The takeaway from this is that, it is better for your health to yell when someone steps on your foot. It is better to speak up when someone mistreats you. People who react passively, who choke down or suppress their feelings and remain passive, inflict damage on their immune systems and get sick more often.
Eat The Right Kinds of Fruits and Vegetables
Quercetin, technically known as “3,3′,4′,5,7-pentahydroxyflavone”, is a flavonoid found in varying concentrations in many plants including onions, apples, berries, onions and tea.
Quercetin is a powerful antioxidant. Quercetin works by combining with harmful free radical species to form considerably less reactive phenoxy radicals, in effect neutralizing the harmful compounds, according to a 2012 study led by Dr. Shyamala Ganesan of the University of Michigan.
In the test tube, quercetin has demonstrated antiviral properties effective against the herpes simplex virus type 1, poliovirus type 1, parainfluenza virus type 3, adenovirus, respiratory syncytial virus and the influenza virus, according to a 1987 study from Valencia University in Spain.
A 2008 study from The Cleveland Clinic Foundation confirmed that the flavonoid quercetin and its derivative, methylquercetin, effectively inhibit the replication of various viruses.
Quercetin also helps to keep you healthy by inhibiting the formation of cancerous tumors. Quercetin inhibits the growth of pancreatic cancer, according to a 2013 study from Hirshberg Laboratories for Pancreatic Cancer Research, Department of Surgery, David Geffen School of Medicine at UCLA.

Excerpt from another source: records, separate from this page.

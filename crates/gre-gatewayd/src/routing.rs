//! Routing and next-hop service boundary.
//!
//! Requests are fire-and-forget. Each carries a [`RoutingContext`] that the
//! service hands back with its reply through
//! [`SessionOrch::on_routing_reply`](crate::session::SessionOrch::on_routing_reply).
//! Replies may arrive after the object they refer to has started going
//! away; the store resolves them against the object's current state.

use std::fmt;
use std::net::Ipv4Addr;
use std::sync::atomic::{AtomicBool, Ordering};
use std::sync::mpsc::{self, Receiver, RecvTimeoutError, Sender};
use std::sync::Arc;
use std::thread::{self, JoinHandle};
use std::time::Duration;

use gre_types::Ipv4Prefix;
use parking_lot::Mutex;
use tracing::{debug, info, warn};

use crate::error::{GatewayError, Result};
use crate::session::SessionOrch;
use crate::store::{InterfaceKey, RouteKey, VrfId};

/// What a routing request is about.
#[derive(Debug, Clone, Copy, PartialEq, Eq, Hash)]
pub enum RoutingContext {
    /// The next hop of an interface.
    NextHop(InterfaceKey),
    /// An interface or client route.
    Route(RouteKey),
}

impl fmt::Display for RoutingContext {
    fn fmt(&self, f: &mut fmt::Formatter<'_>) -> fmt::Result {
        match self {
            RoutingContext::NextHop(i) => write!(f, "next-hop {}", i),
            RoutingContext::Route(r) => write!(f, "route {}", r),
        }
    }
}

/// Requested operation.
#[derive(Debug, Clone, Copy, PartialEq, Eq)]
pub enum RoutingOp {
    CreateNextHop,
    DeleteNextHop,
    AddRoute,
    DeleteRoute,
}

/// Outcome of one routing request.
#[derive(Debug, Clone, Copy, PartialEq, Eq)]
pub struct RoutingReply {
    pub ctx: RoutingContext,
    pub op: RoutingOp,
    pub ok: bool,
}

/// Asynchronous next-hop and route programming.
pub trait RoutingService: Send + Sync {
    fn create_next_hop(&self, ctx: RoutingContext, vrf: VrfId, ip: Ipv4Addr);

    fn delete_next_hop(&self, ctx: RoutingContext, vrf: VrfId, ip: Ipv4Addr);

    fn add_route(&self, ctx: RoutingContext, vrf: VrfId, prefix: Ipv4Prefix, via: Ipv4Addr);

    fn delete_route(&self, ctx: RoutingContext, vrf: VrfId, prefix: Ipv4Prefix);
}

/// Routing service that accepts every request and acknowledges it from a
/// dedicated event thread.
///
/// Stands in for an external routing daemon when the engine runs alone.
pub struct ChannelRouting {
    tx: Mutex<Sender<RoutingReply>>,
    rx: Mutex<Option<Receiver<RoutingReply>>>,
}

impl Default for ChannelRouting {
    fn default() -> Self {
        Self::new()
    }
}

impl ChannelRouting {
    pub fn new() -> Self {
        let (tx, rx) = mpsc::channel();
        Self {
            tx: Mutex::new(tx),
            rx: Mutex::new(Some(rx)),
        }
    }

    fn ack(&self, ctx: RoutingContext, op: RoutingOp) {
        debug!(ctx = %ctx, ?op, "Routing request accepted");
        if self.tx.lock().send(RoutingReply { ctx, op, ok: true }).is_err() {
            warn!(ctx = %ctx, "Routing event thread gone, reply lost");
        }
    }

    /// Starts the thread delivering replies to `orch`. Can be called once.
    pub fn spawn_events(
        &self,
        orch: Arc<SessionOrch>,
        stop: Arc<AtomicBool>,
        poll: Duration,
    ) -> Result<JoinHandle<()>> {
        let rx = self
            .rx
            .lock()
            .take()
            .ok_or_else(|| GatewayError::internal("routing event thread already running"))?;
        thread::Builder::new()
            .name("routing-events".to_string())
            .spawn(move || {
                info!("Routing event thread started");
                loop {
                    match rx.recv_timeout(poll) {
                        Ok(reply) => orch.on_routing_reply(reply),
                        Err(RecvTimeoutError::Timeout) => {
                            if stop.load(Ordering::Acquire) {
                                break;
                            }
                        }
                        Err(RecvTimeoutError::Disconnected) => break,
                    }
                }
                info!("Routing event thread stopped");
            })
            .map_err(|source| GatewayError::Spawn {
                name: "routing-events".to_string(),
                source,
            })
    }
}

impl RoutingService for ChannelRouting {
    fn create_next_hop(&self, ctx: RoutingContext, _vrf: VrfId, _ip: Ipv4Addr) {
        self.ack(ctx, RoutingOp::CreateNextHop);
    }

    fn delete_next_hop(&self, ctx: RoutingContext, _vrf: VrfId, _ip: Ipv4Addr) {
        self.ack(ctx, RoutingOp::DeleteNextHop);
    }

    fn add_route(&self, ctx: RoutingContext, _vrf: VrfId, _prefix: Ipv4Prefix, _via: Ipv4Addr) {
        self.ack(ctx, RoutingOp::AddRoute);
    }

    fn delete_route(&self, ctx: RoutingContext, _vrf: VrfId, _prefix: Ipv4Prefix) {
        self.ack(ctx, RoutingOp::DeleteRoute);
    }
}
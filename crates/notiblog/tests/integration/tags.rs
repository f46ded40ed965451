//! Integration tests for tag statistics.

use notiblog::{Blog, BlogOptions, MemorySource, TagFilterItem};
use std::sync::Arc;

use crate::common::{PageBuilder, TestHarness, sample_source};

#[tokio::test]
async fn test_tag_stats_over_published_posts() {
    let harness = TestHarness::new();

    let stats = harness.blog.tag_stats().await.expect("stats should load");

    let summary: Vec<(&str, &str, usize)> = stats
        .iter()
        .map(|s| (s.id.as_str(), s.name.as_str(), s.count))
        .collect();
    assert_eq!(
        summary,
        [
            ("all", "전체", 4),
            ("rust", "Rust", 2),
            ("intro", "Intro", 2),
            ("async", "Async", 1),
            ("next-js", "Next JS", 1),
        ]
    );
}

#[tokio::test]
async fn test_custom_all_label() {
    let options = BlogOptions {
        all_label: "All posts".to_string(),
        ..Default::default()
    };
    let blog = Blog::with_options(Arc::new(sample_source()), options);

    let stats = blog.tag_stats().await.unwrap();

    assert_eq!(stats[0], TagFilterItem::all("All posts", 4));
}

#[tokio::test]
async fn test_empty_blog() {
    let harness = TestHarness::with_source(MemorySource::new());

    let stats = harness.blog.tag_stats().await.unwrap();

    assert_eq!(stats, [TagFilterItem::all("전체", 0)]);
}

#[tokio::test]
async fn test_drafts_do_not_count() {
    let source = MemorySource::new()
        .with_page(PageBuilder::new("a").tags(&["Rust"]).build(), "")
        .with_page(PageBuilder::new("b").tags(&["Rust", "Draft"]).draft().build(), "");
    let harness = TestHarness::with_source(source);

    let stats = harness.blog.tag_stats().await.unwrap();

    assert_eq!(stats.len(), 2);
    assert_eq!(stats[1], TagFilterItem::tag("Rust", 1));
}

The UCLA study also noted that other studies have found that quercetin lowers the risk of colon cancer among non-smokers and former smokers, lowers the risk for esophageal cancer, is associated with a reduced risk for prostate cancer and has been linked with lower rates of lung cancer.
Stepping back from this research, the picture that emerges is that eating fruits and vegetables rich in quercetin not only keeps you from getting sick from relatively harmless conditions such as the common cold but also offers broad, powerful protection against chronic and serious diseases such as cancer.
Which foods are rich in quercetin? One of the foods richest in quercetin are capers, which contain 180 mg/100 mg; red onions, raw, contain 19.93 mg 100 mg; white onions raw contain 5.19 mg; apples with the skin contain 4.42 mg, cocoa powder contains 20.13 mg/100 g. Less common foods rich in quercetin include fresh dill weed (55 mg/100 mg), raw dock leaves (86.2 mg/100 mg) and raw lovage leaves (170 mg/100 mg).
Get Enough Sleep to Avoid Colds
People who don’t get enough sleep, get more colds. People who do not get at least 6 hours of sleep per night are much higher risk for getting colds, a study has found. The study in 2015, led by Dr. Aric Prather of the University of California took 164 people between the ages of 29 and 55 and monitored their sleep patterns by having them wear a wrist monitor (wrist actigraphy) for 7 days. They then were quarantined and intentionally given nasal drops with the rhinovirus, the virus which causes colds.
Here is the startling discovery the scientists made. Those who sleep fewer than 5 hours or less at night are 4.5 times more likely to get a cold. Those who sleep fewer than 6 hours per night are 4.24 higher risk for getting a cold. Those who sleep more than 7 hours did not get a cold. These longer sleepers were not affected at all by the exposure to the rhinovirus.